Autoimmunity as a principal pathogenic factor in the refined model of neuropsychiatric lupus

Abstract Objectives: Over the past decades, the MRL mouse model had shown significant validity in elucidating the pathogenesis of neuropsychiatric lupus erythematosus (NP SLE). However, the possibility that the inherited Fas receptor deficiency (and not autoimmunity) accounts for central nervous system (CNS) damage in the original stock 485 of MRL/MpJ‐Fas lpr mice could not be rejected. The aim of the present study was to examine the consequences of autoimmune disease on behavior and brain morphology, while controlling for the genetic deficiency with a new, less symptomatic 6825 stock.
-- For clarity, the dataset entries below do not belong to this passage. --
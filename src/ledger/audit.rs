//! 未分类工具审计
//!
//! 某个 (namespace, tool) 第一次落到保守默认分类时写一条记录，供人工补充策略表。
//! 写入失败只记日志，不影响 prepare。

use std::io::Write;
use std::path::{Path, PathBuf};
use std::sync::Mutex;

use chrono::{DateTime, Utc};
use serde::Serialize;

use crate::policy::{ReplayPolicy, SideEffectClass};

#[derive(Debug, Clone, PartialEq, Serialize)]
pub struct AuditEvent {
    pub event: &'static str,
    pub tool_namespace: String,
    pub tool_name: String,
    pub raw_tool_name: String,
    pub policy_rule_id: String,
    pub side_effect_class: SideEffectClass,
    pub replay_policy: ReplayPolicy,
    pub tool_call_id: String,
    pub run_id: String,
    pub observed_at: DateTime<Utc>,
}

/// 只追加的审计出口
pub trait AuditSink: Send + Sync {
    fn record(&self, event: &AuditEvent) -> std::io::Result<()>;
}

/// JSONL 文件：每个未见过的组合一行，父目录首次写入时创建
#[derive(Debug)]
pub struct JsonlAuditSink {
    path: PathBuf,
}

impl JsonlAuditSink {
    pub fn new(path: impl AsRef<Path>) -> Self {
        Self {
            path: path.as_ref().to_path_buf(),
        }
    }

    pub fn path(&self) -> &Path {
        &self.path
    }
}

impl AuditSink for JsonlAuditSink {
    fn record(&self, event: &AuditEvent) -> std::io::Result<()> {
        if let Some(parent) = self.path.parent() {
            std::fs::create_dir_all(parent)?;
        }
        let mut line = serde_json::to_string(event).map_err(std::io::Error::other)?;
        line.push('\n');
        std::fs::OpenOptions::new()
            .create(true)
            .append(true)
            .open(&self.path)
            .and_then(|mut f| f.write_all(line.as_bytes()))
    }
}

/// 内存实现，测试用
#[derive(Debug, Default)]
pub struct MemoryAuditSink {
    events: Mutex<Vec<AuditEvent>>,
}

impl MemoryAuditSink {
    pub fn new() -> Self {
        Self::default()
    }

    pub fn events(&self) -> Vec<AuditEvent> {
        self.events
            .lock()
            .map(|events| events.clone())
            .unwrap_or_default()
    }
}

impl AuditSink for MemoryAuditSink {
    fn record(&self, event: &AuditEvent) -> std::io::Result<()> {
        self.events
            .lock()
            .map_err(|_| std::io::Error::other("audit sink lock poisoned"))?
            .push(event.clone());
        Ok(())
    }
}

/// 只写日志流
#[derive(Debug, Default, Clone, Copy)]
pub struct TracingAuditSink;

impl AuditSink for TracingAuditSink {
    fn record(&self, event: &AuditEvent) -> std::io::Result<()> {
        tracing::warn!(
            tool_namespace = %event.tool_namespace,
            tool_name = %event.tool_name,
            policy_rule_id = %event.policy_rule_id,
            side_effect_class = %event.side_effect_class,
            "tool has no matching classification rule"
        );
        Ok(())
    }
}
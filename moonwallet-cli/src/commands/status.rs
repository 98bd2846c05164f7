//! Status command - session, balance, and watchlist summary

use anyhow::Result;
use colored::Colorize;
use serde::Serialize;

use super::get_context;
use crate::output;

#[derive(Debug, Serialize)]
struct StatusSummary {
    logged_in_as: Option<String>,
    registered_users: usize,
    balance: String,
    saved_coins: usize,
    demo_mode: bool,
    price_feed: String,
}

pub async fn run(json: bool) -> Result<()> {
    let ctx = get_context().await?;

    let status = StatusSummary {
        logged_in_as: ctx.session_service.current_user().await.map(|c| c.email),
        registered_users: ctx.session_service.registered_count().await,
        balance: ctx.wallet_service.balance().await.to_string(),
        saved_coins: ctx.watchlist_service.saved_coins().await?.len(),
        demo_mode: ctx.config.demo_mode,
        price_feed: ctx.market_service.feed_name().to_string(),
    };

    if json {
        println!("{}", serde_json::to_string_pretty(&status)?);
        return Ok(());
    }

    println!("{}", "MoonWallet Status".bold());
    println!();

    match &status.logged_in_as {
        // Display name mirrors the Profile screen: the part before the @
        Some(email) => {
            let name = email.split('@').next().unwrap_or("User");
            println!("Logged in as {} ({})", name.bold(), email);
        }
        None => println!("{}", "Not logged in".yellow()),
    }
    println!();

    let balance: rust_decimal::Decimal = status.balance.parse().unwrap_or_default();
    let mut table = output::create_table();
    table.add_row(vec![
        "Balance".to_string(),
        output::format_price(&balance, &ctx.config.vs_currency),
    ]);
    table.add_row(vec![
        "Registered users".to_string(),
        status.registered_users.to_string(),
    ]);
    table.add_row(vec!["Saved coins".to_string(), status.saved_coins.to_string()]);
    table.add_row(vec!["Price feed".to_string(), status.price_feed.clone()]);
    println!("{}", table);

    if status.demo_mode {
        println!();
        output::info("Demo mode is on; market data comes from built-in snapshots.");
    }

    Ok(())
}
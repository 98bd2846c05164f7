//! Configuration management
//!
//! Compatible with the app shell's settings.json format:
//! ```json
//! {
//!   "app": { "demoMode": false, "vsCurrency": "usd", "apiKey": null,
//!            "pushNotifications": true, "emailNotifications": false }
//! }
//! ```

use std::collections::HashMap;
use std::path::Path;

use anyhow::Result;
use serde::{Deserialize, Serialize};

/// Raw settings.json structure (matching the app shell format)
#[derive(Debug, Clone, Default, Serialize, Deserialize)]
#[serde(rename_all = "camelCase")]
struct SettingsFile {
    #[serde(default)]
    app: AppSettings,
}

#[derive(Debug, Clone, Serialize, Deserialize)]
#[serde(rename_all = "camelCase")]
struct AppSettings {
    #[serde(default)]
    demo_mode: bool,
    #[serde(default = "default_vs_currency")]
    vs_currency: String,
    #[serde(default)]
    api_key: Option<String>,
    #[serde(default = "default_true")]
    push_notifications: bool,
    #[serde(default)]
    email_notifications: bool,
    #[serde(flatten)]
    other: HashMap<String, serde_json::Value>,
}

fn default_vs_currency() -> String {
    "usd".to_string()
}

fn default_true() -> bool {
    true
}

impl Default for AppSettings {
    fn default() -> Self {
        Self {
            demo_mode: false,
            vs_currency: default_vs_currency(),
            api_key: None,
            push_notifications: true,
            email_notifications: false,
            other: HashMap::new(),
        }
    }
}

/// MoonWallet configuration (simplified view of settings)
#[derive(Debug, Clone)]
pub struct Config {
    pub demo_mode: bool,
    /// Quote currency for market data, e.g. "usd"
    pub vs_currency: String,
    /// Optional CoinGecko API key
    pub api_key: Option<String>,
    /// Acknowledged toggles from the Settings screen; they gate nothing yet
    pub push_notifications: bool,
    pub email_notifications: bool,
}

impl Default for Config {
    fn default() -> Self {
        Self {
            demo_mode: false,
            vs_currency: default_vs_currency(),
            api_key: None,
            push_notifications: true,
            email_notifications: false,
        }
    }
}

impl Config {
    /// Load config from the moonwallet directory
    ///
    /// Demo mode can be enabled via:
    /// 1. Settings file (mw demo on)
    /// 2. Environment variable MOONWALLET_DEMO_MODE (for CI/testing)
    ///
    /// The API key comes from settings, falling back to the CG_API_KEY
    /// environment variable (the name the mobile app used).
    pub fn load(moonwallet_dir: &Path) -> Result<Self> {
        let settings_path = moonwallet_dir.join("settings.json");

        let raw: SettingsFile = if settings_path.exists() {
            let content = std::fs::read_to_string(&settings_path)?;
            serde_json::from_str(&content).unwrap_or_default()
        } else {
            SettingsFile::default()
        };

        let demo_mode = match std::env::var("MOONWALLET_DEMO_MODE").ok().as_deref() {
            Some("true" | "1" | "yes" | "TRUE" | "YES") => true,
            Some("false" | "0" | "no" | "FALSE" | "NO") => false,
            _ => raw.app.demo_mode,
        };

        let api_key = raw
            .app
            .api_key
            .clone()
            .or_else(|| std::env::var("CG_API_KEY").ok())
            .filter(|k| !k.is_empty());

        Ok(Self {
            demo_mode,
            vs_currency: raw.app.vs_currency,
            api_key,
            push_notifications: raw.app.push_notifications,
            email_notifications: raw.app.email_notifications,
        })
    }

    /// Save config to the moonwallet directory
    /// Preserves settings fields the core doesn't manage
    pub fn save(&self, moonwallet_dir: &Path) -> Result<()> {
        let settings_path = moonwallet_dir.join("settings.json");

        let mut settings = if settings_path.exists() {
            let content = std::fs::read_to_string(&settings_path)?;
            serde_json::from_str::<SettingsFile>(&content).unwrap_or_default()
        } else {
            SettingsFile::default()
        };

        settings.app.demo_mode = self.demo_mode;
        settings.app.vs_currency = self.vs_currency.clone();
        settings.app.api_key = self.api_key.clone();
        settings.app.push_notifications = self.push_notifications;
        settings.app.email_notifications = self.email_notifications;

        let content = serde_json::to_string_pretty(&settings)?;
        std::fs::write(&settings_path, content)?;
        Ok(())
    }

    /// Enable demo mode
    pub fn enable_demo_mode(&mut self) {
        self.demo_mode = true;
    }

    /// Disable demo mode
    pub fn disable_demo_mode(&mut self) {
        self.demo_mode = false;
    }
}

#[cfg(test)]
mod tests {
    use super::*;
    use tempfile::tempdir;

    #[test]
    fn test_defaults_when_no_settings_file() {
        let dir = tempdir().unwrap();
        let config = Config::load(dir.path()).unwrap();

        assert!(!config.demo_mode);
        assert_eq!(config.vs_currency, "usd");
        assert!(config.push_notifications);
        assert!(!config.email_notifications);
    }

    #[test]
    fn test_save_and_reload() {
        let dir = tempdir().unwrap();

        let mut config = Config::load(dir.path()).unwrap();
        config.enable_demo_mode();
        config.vs_currency = "eur".to_string();
        config.email_notifications = true;
        config.save(dir.path()).unwrap();

        let reloaded = Config::load(dir.path()).unwrap();
        assert!(reloaded.demo_mode);
        assert_eq!(reloaded.vs_currency, "eur");
        assert!(reloaded.email_notifications);
    }

    #[test]
    fn test_save_preserves_unmanaged_fields() {
        let dir = tempdir().unwrap();
        std::fs::write(
            dir.path().join("settings.json"),
            r#"{"app": {"demoMode": false, "theme": "dark"}}"#,
        )
        .unwrap();

        let config = Config::load(dir.path()).unwrap();
        config.save(dir.path()).unwrap();

        let content = std::fs::read_to_string(dir.path().join("settings.json")).unwrap();
        assert!(content.contains("theme"));
        assert!(content.contains("dark"));
    }
}
//! Demo command - manage demo mode

use anyhow::Result;
use clap::Subcommand;
use colored::Colorize;
use moonwallet_core::config::Config;

use super::get_moonwallet_dir;

#[derive(Subcommand)]
pub enum DemoCommands {
    /// Enable demo mode
    #[command(name = "on")]
    On,
    /// Disable demo mode
    #[command(name = "off")]
    Off,
    /// Show demo mode status
    Status,
}

pub fn run(command: Option<DemoCommands>) -> Result<()> {
    let moonwallet_dir = get_moonwallet_dir();
    std::fs::create_dir_all(&moonwallet_dir)?;
    let mut config = Config::load(&moonwallet_dir)?;

    match command {
        Some(DemoCommands::On) => {
            config.enable_demo_mode();
            config.save(&moonwallet_dir)?;
            println!("{}", "Demo mode enabled".green());
            println!("Market data now comes from built-in snapshots. Run 'mw coins' to see them.");
            Ok(())
        }
        Some(DemoCommands::Off) => {
            config.disable_demo_mode();
            config.save(&moonwallet_dir)?;
            println!("{}", "Demo mode disabled".yellow());
            Ok(())
        }
        Some(DemoCommands::Status) | None => {
            if config.demo_mode {
                println!("Demo mode is {}", "ON".green());
            } else {
                println!("Demo mode is {}", "OFF".yellow());
            }
            Ok(())
        }
    }
}
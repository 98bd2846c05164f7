//! Service layer - business logic orchestration
//!
//! Services coordinate domain logic and port interactions. Each service
//! focuses on a specific use case or feature area.

pub mod logging;
mod market;
mod session;
mod wallet;
mod watchlist;

pub use logging::{EntryPoint, LogEntry, LogEvent, LoggingService};
pub use market::{DataSource, DetailResult, ListingResult, MarketService};
pub use session::{ResetAcknowledgment, SessionService};
pub use wallet::WalletService;
pub use watchlist::WatchlistService;
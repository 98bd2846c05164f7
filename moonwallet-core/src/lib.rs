//! MoonWallet Core - Business logic for the wallet/portfolio tracker
//!
//! This crate implements the core domain logic following hexagonal architecture:
//!
//! - **domain**: Core business entities (Credential, CoinSnapshot, errors)
//! - **ports**: Trait definitions for external dependencies (KeyValueStore, PriceFeed)
//! - **services**: Business logic orchestration
//! - **adapters**: Concrete implementations (DuckDB, CoinGecko, demo data)

pub mod adapters;
pub mod config;
pub mod domain;
mod log_migrations;
pub mod ports;
pub mod services;

use std::path::Path;
use std::sync::Arc;

use anyhow::Result;

use adapters::coingecko::CoinGeckoFeed;
use adapters::demo::DemoPriceFeed;
use adapters::duckdb::DuckDbKeyValueStore;
use config::Config;
use ports::{KeyValueStore, PriceFeed};
use services::*;

// Re-export commonly used types at crate root
pub use domain::result::{Error, Result as CoreResult};
pub use domain::{CoinSnapshot, Credential};
pub use services::{EntryPoint, LogEvent, LoggingService};

/// Main context for MoonWallet operations
///
/// This is the primary entry point for all business logic. It holds the
/// configuration, the durable store, and all services, and replaces the
/// app shell's scattered global state with one dependency-injected object.
pub struct MoonWalletContext {
    pub config: Config,
    pub store: Arc<dyn KeyValueStore>,
    pub session_service: SessionService,
    pub wallet_service: WalletService,
    pub market_service: MarketService,
    pub watchlist_service: WatchlistService,
}

impl MoonWalletContext {
    /// Create a new MoonWallet context
    ///
    /// Opens the durable store under `moonwallet_dir`, selects the price
    /// feed (fixed demo data when demo mode is on, CoinGecko otherwise),
    /// and rehydrates session and balance from persisted state. A failed
    /// rehydration read is non-fatal and leaves the defaults in place.
    pub async fn new(moonwallet_dir: &Path) -> Result<Self> {
        let config = Config::load(moonwallet_dir)?;

        // Demo mode gets its own database so real data stays untouched
        let db_filename = if config.demo_mode {
            "demo.duckdb"
        } else {
            "moonwallet.duckdb"
        };

        let store: Arc<dyn KeyValueStore> =
            Arc::new(DuckDbKeyValueStore::new(&moonwallet_dir.join(db_filename))?);

        let feed: Arc<dyn PriceFeed> = if config.demo_mode {
            Arc::new(DemoPriceFeed::new())
        } else {
            Arc::new(CoinGeckoFeed::new(
                config.vs_currency.clone(),
                config.api_key.clone(),
            )?)
        };

        Ok(Self::assemble(config, store, feed).await)
    }

    /// Create a context over explicit store and feed implementations
    ///
    /// Used by tests and embedders that bring their own adapters.
    pub async fn with_components(
        config: Config,
        store: Arc<dyn KeyValueStore>,
        feed: Arc<dyn PriceFeed>,
    ) -> Self {
        Self::assemble(config, store, feed).await
    }

    async fn assemble(
        config: Config,
        store: Arc<dyn KeyValueStore>,
        feed: Arc<dyn PriceFeed>,
    ) -> Self {
        let session_service = SessionService::new(Arc::clone(&store));
        let wallet_service = WalletService::new(Arc::clone(&store));
        let market_service = MarketService::new(feed, Arc::clone(&store));
        let watchlist_service = WatchlistService::new(Arc::clone(&store));

        session_service.rehydrate().await;
        wallet_service.rehydrate().await;

        Self {
            config,
            store,
            session_service,
            wallet_service,
            market_service,
            watchlist_service,
        }
    }
}
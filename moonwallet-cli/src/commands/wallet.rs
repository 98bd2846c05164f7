//! Wallet commands - deposit, withdraw, balance

use anyhow::Result;
use clap::Subcommand;
use moonwallet_core::services::WalletService;
use moonwallet_core::LogEvent;
use rust_decimal::Decimal;

use super::{get_context, get_logger, log_event};
use crate::output;

#[derive(Subcommand)]
pub enum WalletCommands {
    /// Add funds to the wallet
    Deposit {
        /// Amount to deposit (max 5000 per transaction)
        amount: Decimal,
    },
    /// Remove funds from the wallet
    Withdraw {
        /// Amount to withdraw
        amount: Decimal,
    },
    /// Show the current balance
    Balance {
        /// Output as JSON
        #[arg(long)]
        json: bool,
    },
}

pub async fn run(command: WalletCommands) -> Result<()> {
    let logger = get_logger();
    let ctx = get_context().await?;
    let vs_currency = ctx.config.vs_currency.clone();

    match command {
        WalletCommands::Deposit { amount } => {
            match ctx.wallet_service.deposit(amount).await {
                Ok(balance) => {
                    log_event(&logger, LogEvent::new("deposit").with_command("wallet deposit"));
                    output::success(&format!(
                        "Deposited {}. New balance: {}",
                        output::format_price(&amount, &vs_currency),
                        output::format_price(&balance, &vs_currency)
                    ));
                    Ok(())
                }
                Err(e) => {
                    log_event(
                        &logger,
                        LogEvent::new("deposit_failed")
                            .with_command("wallet deposit")
                            .with_error(e.to_string()),
                    );
                    Err(e.into())
                }
            }
        }
        WalletCommands::Withdraw { amount } => {
            match ctx.wallet_service.withdraw(amount).await {
                Ok(balance) => {
                    log_event(&logger, LogEvent::new("withdrawal").with_command("wallet withdraw"));
                    output::success(&format!(
                        "Withdrew {}. New balance: {}",
                        output::format_price(&amount, &vs_currency),
                        output::format_price(&balance, &vs_currency)
                    ));
                    Ok(())
                }
                Err(e) => {
                    log_event(
                        &logger,
                        LogEvent::new("withdrawal_failed")
                            .with_command("wallet withdraw")
                            .with_error(e.to_string()),
                    );
                    Err(e.into())
                }
            }
        }
        WalletCommands::Balance { json } => {
            let balance = ctx.wallet_service.balance().await;

            if json {
                println!(
                    "{}",
                    serde_json::json!({
                        "balance": balance.to_string(),
                        "deposit_limit": WalletService::deposit_limit().to_string(),
                    })
                );
                return Ok(());
            }

            println!("Current balance: {}", output::format_price(&balance, &vs_currency));
            Ok(())
        }
    }
}
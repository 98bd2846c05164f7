//! Adapter implementations
//!
//! Adapters implement the port traits with concrete technologies:
//! - DuckDB for the KeyValueStore port
//! - CoinGecko HTTP client for PriceFeed
//! - Fixed demo data for PriceFeed (demo mode / tests)
//! - In-memory map for KeyValueStore (tests / throwaway contexts)

pub mod coingecko;
pub mod demo;
pub mod duckdb;
pub mod memory;
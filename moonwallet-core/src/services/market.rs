//! Market service - coin listing and detail with cache fallback

use std::sync::Arc;

use serde::Serialize;

use crate::domain::CoinSnapshot;
use crate::ports::{KeyValueStore, PriceFeed};

/// Persisted cache keys (identical to the mobile app's storage keys)
const LISTING_CACHE_KEY: &str = "coins";

fn detail_cache_key(coin_id: &str) -> String {
    format!("coin_{}", coin_id)
}

/// Where a market result came from
#[derive(Debug, Clone, Copy, PartialEq, Eq, Serialize)]
#[serde(rename_all = "lowercase")]
pub enum DataSource {
    /// Fresh fetch from the price feed
    Live,
    /// Most recently cached snapshot for the same key
    Cache,
    /// Built-in default (listing only)
    Fallback,
}

/// Coin listing plus provenance
#[derive(Debug, Serialize)]
pub struct ListingResult {
    pub coins: Vec<CoinSnapshot>,
    pub source: DataSource,
    pub warnings: Vec<String>,
}

/// Single-coin detail plus provenance; `coin` is None when the feed failed
/// and nothing was cached for that id
#[derive(Debug, Serialize)]
pub struct DetailResult {
    pub coin: Option<CoinSnapshot>,
    pub source: DataSource,
    pub warnings: Vec<String>,
}

/// Market service for the coin-list and coin-detail views
///
/// Feed failures never surface as errors here: the fallback chain
/// (live, then cache, then default/None) is the contract. The result's
/// `source` and `warnings` let front-ends tell the user what they got.
pub struct MarketService {
    feed: Arc<dyn PriceFeed>,
    store: Arc<dyn KeyValueStore>,
}

impl MarketService {
    pub fn new(feed: Arc<dyn PriceFeed>, store: Arc<dyn KeyValueStore>) -> Self {
        Self { feed, store }
    }

    /// Name of the backing price feed
    pub fn feed_name(&self) -> &str {
        self.feed.name()
    }

    /// Ranked coin listing: live, else cached, else the built-in trio
    pub async fn coin_listing(&self) -> ListingResult {
        let mut warnings = Vec::new();

        match self.feed.coin_listing().await {
            Ok(coins) => {
                self.cache_listing(&coins, &mut warnings).await;
                ListingResult {
                    coins,
                    source: DataSource::Live,
                    warnings,
                }
            }
            Err(e) => {
                warnings.push(format!("Failed to fetch live coins: {}", e));
                match self.cached_listing().await {
                    Some(coins) => ListingResult {
                        coins,
                        source: DataSource::Cache,
                        warnings,
                    },
                    None => ListingResult {
                        coins: CoinSnapshot::fallback_listing(),
                        source: DataSource::Fallback,
                        warnings,
                    },
                }
            }
        }
    }

    /// Single coin detail: live, else cached, else None
    pub async fn coin_detail(&self, coin_id: &str) -> DetailResult {
        let mut warnings = Vec::new();

        match self.feed.coin_detail(coin_id).await {
            Ok(coin) => {
                self.cache_detail(&coin, &mut warnings).await;
                DetailResult {
                    coin: Some(coin),
                    source: DataSource::Live,
                    warnings,
                }
            }
            Err(e) => {
                warnings.push(format!("Failed to fetch live data: {}", e));
                match self.cached_detail(coin_id).await {
                    Some(coin) => DetailResult {
                        coin: Some(coin),
                        source: DataSource::Cache,
                        warnings,
                    },
                    None => DetailResult {
                        coin: None,
                        source: DataSource::Fallback,
                        warnings,
                    },
                }
            }
        }
    }

    async fn cache_listing(&self, coins: &[CoinSnapshot], warnings: &mut Vec<String>) {
        match serde_json::to_string(coins) {
            Ok(raw) => {
                if let Err(e) = self.store.set(LISTING_CACHE_KEY, &raw).await {
                    warnings.push(format!("Failed to cache coin listing: {}", e));
                }
            }
            Err(e) => warnings.push(format!("Failed to encode coin listing: {}", e)),
        }
    }

    async fn cached_listing(&self) -> Option<Vec<CoinSnapshot>> {
        let raw = self.store.get(LISTING_CACHE_KEY).await.ok()??;
        serde_json::from_str(&raw).ok()
    }

    async fn cache_detail(&self, coin: &CoinSnapshot, warnings: &mut Vec<String>) {
        match serde_json::to_string(coin) {
            Ok(raw) => {
                if let Err(e) = self.store.set(&detail_cache_key(&coin.id), &raw).await {
                    warnings.push(format!("Failed to cache coin detail: {}", e));
                }
            }
            Err(e) => warnings.push(format!("Failed to encode coin detail: {}", e)),
        }
    }

    async fn cached_detail(&self, coin_id: &str) -> Option<CoinSnapshot> {
        let raw = self.store.get(&detail_cache_key(coin_id)).await.ok()??;
        serde_json::from_str(&raw).ok()
    }
}

#[cfg(test)]
mod tests {
    use super::*;
    use async_trait::async_trait;

    use crate::adapters::demo::DemoPriceFeed;
    use crate::adapters::memory::InMemoryKeyValueStore;
    use crate::domain::result::{Error, Result};

    /// A feed that always fails, for exercising the fallback chain
    struct DownFeed;

    #[async_trait]
    impl PriceFeed for DownFeed {
        fn name(&self) -> &str {
            "down"
        }

        async fn coin_listing(&self) -> Result<Vec<CoinSnapshot>> {
            Err(Error::price_feed("Unable to connect"))
        }

        async fn coin_detail(&self, _coin_id: &str) -> Result<CoinSnapshot> {
            Err(Error::price_feed("Unable to connect"))
        }
    }

    #[tokio::test]
    async fn test_live_listing_populates_cache() {
        let store = Arc::new(InMemoryKeyValueStore::new());
        let service = MarketService::new(
            Arc::new(DemoPriceFeed::new()),
            Arc::clone(&store) as Arc<dyn KeyValueStore>,
        );

        let result = service.coin_listing().await;
        assert_eq!(result.source, DataSource::Live);
        assert!(result.warnings.is_empty());
        assert!(store.get("coins").await.unwrap().is_some());
    }

    #[tokio::test]
    async fn test_listing_falls_back_to_cache() {
        let store = Arc::new(InMemoryKeyValueStore::new());

        // Warm the cache with a live fetch
        let live = MarketService::new(
            Arc::new(DemoPriceFeed::new()),
            Arc::clone(&store) as Arc<dyn KeyValueStore>,
        );
        let warm = live.coin_listing().await;

        // Same store, dead feed
        let down = MarketService::new(
            Arc::new(DownFeed),
            Arc::clone(&store) as Arc<dyn KeyValueStore>,
        );
        let result = down.coin_listing().await;

        assert_eq!(result.source, DataSource::Cache);
        assert_eq!(result.coins.len(), warm.coins.len());
        assert_eq!(result.warnings.len(), 1);
    }

    #[tokio::test]
    async fn test_listing_cold_cache_uses_fallback_trio() {
        let service = MarketService::new(
            Arc::new(DownFeed),
            Arc::new(InMemoryKeyValueStore::new()),
        );

        let result = service.coin_listing().await;
        assert_eq!(result.source, DataSource::Fallback);
        let ids: Vec<&str> = result.coins.iter().map(|c| c.id.as_str()).collect();
        assert_eq!(ids, vec!["bitcoin", "ethereum", "solana"]);
    }

    #[tokio::test]
    async fn test_detail_falls_back_to_cache() {
        let store = Arc::new(InMemoryKeyValueStore::new());

        let live = MarketService::new(
            Arc::new(DemoPriceFeed::new()),
            Arc::clone(&store) as Arc<dyn KeyValueStore>,
        );
        live.coin_detail("bitcoin").await;

        let down = MarketService::new(
            Arc::new(DownFeed),
            Arc::clone(&store) as Arc<dyn KeyValueStore>,
        );
        let result = down.coin_detail("bitcoin").await;

        assert_eq!(result.source, DataSource::Cache);
        let coin = result.coin.unwrap();
        assert_eq!(coin.id, "bitcoin");
        // The cached detail keeps its sparkline
        assert!(coin.sparkline_7d.is_some());
    }

    #[tokio::test]
    async fn test_detail_cold_cache_returns_none() {
        let service = MarketService::new(
            Arc::new(DownFeed),
            Arc::new(InMemoryKeyValueStore::new()),
        );

        let result = service.coin_detail("bitcoin").await;
        assert!(result.coin.is_none());
        assert_eq!(result.warnings.len(), 1);
    }

    #[tokio::test]
    async fn test_detail_caches_are_per_coin() {
        let store = Arc::new(InMemoryKeyValueStore::new());
        let live = MarketService::new(
            Arc::new(DemoPriceFeed::new()),
            Arc::clone(&store) as Arc<dyn KeyValueStore>,
        );
        live.coin_detail("bitcoin").await;

        let down = MarketService::new(
            Arc::new(DownFeed),
            Arc::clone(&store) as Arc<dyn KeyValueStore>,
        );
        assert!(down.coin_detail("bitcoin").await.coin.is_some());
        assert!(down.coin_detail("ethereum").await.coin.is_none());
    }
}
Methods: Spleen mass, serum autoantibody and cytokine levels, immunoglobulins in cerebrospinal fluid (CSF), and brain planimetry were used to assess disease severity and CNS involvement in 5‐month‐old mice from stocks 6825 and 485. Their behavioral profiles were compared in a standard battery of tasks. The 2D‐DIGE and mass spectrometry examined brain antigens targeted by autoantibodies from serum and CSF. Results: The 6825 mice had smaller spleens, lower antibody and cytokine levels, and less IgG in the CSF. They were more active and showed better performance in tasks reflective of anxiety and motivated behavior. Signs of brain pathology were less profound and their CSF autoantibodies showed reduced affinity for brain antigens, largely characterized as highly‐conserved cytoskeletal proteins. Conclusions: The constellation of differences between the two MRL/MpJ‐Fas lpr stocks confirms that the lpr mutation per se does not account for the brain pathology and altered behavior in the 485 stock. Together with significant correlations between immunological and behavioral measures, this observation suggests that soluble immune factors play a key role in pathogenesis of NP SLE. (Clin. Exp. Neuroimmunol. doi: 10.1111/j.1759‐1961.2010.00014.x, September 2010)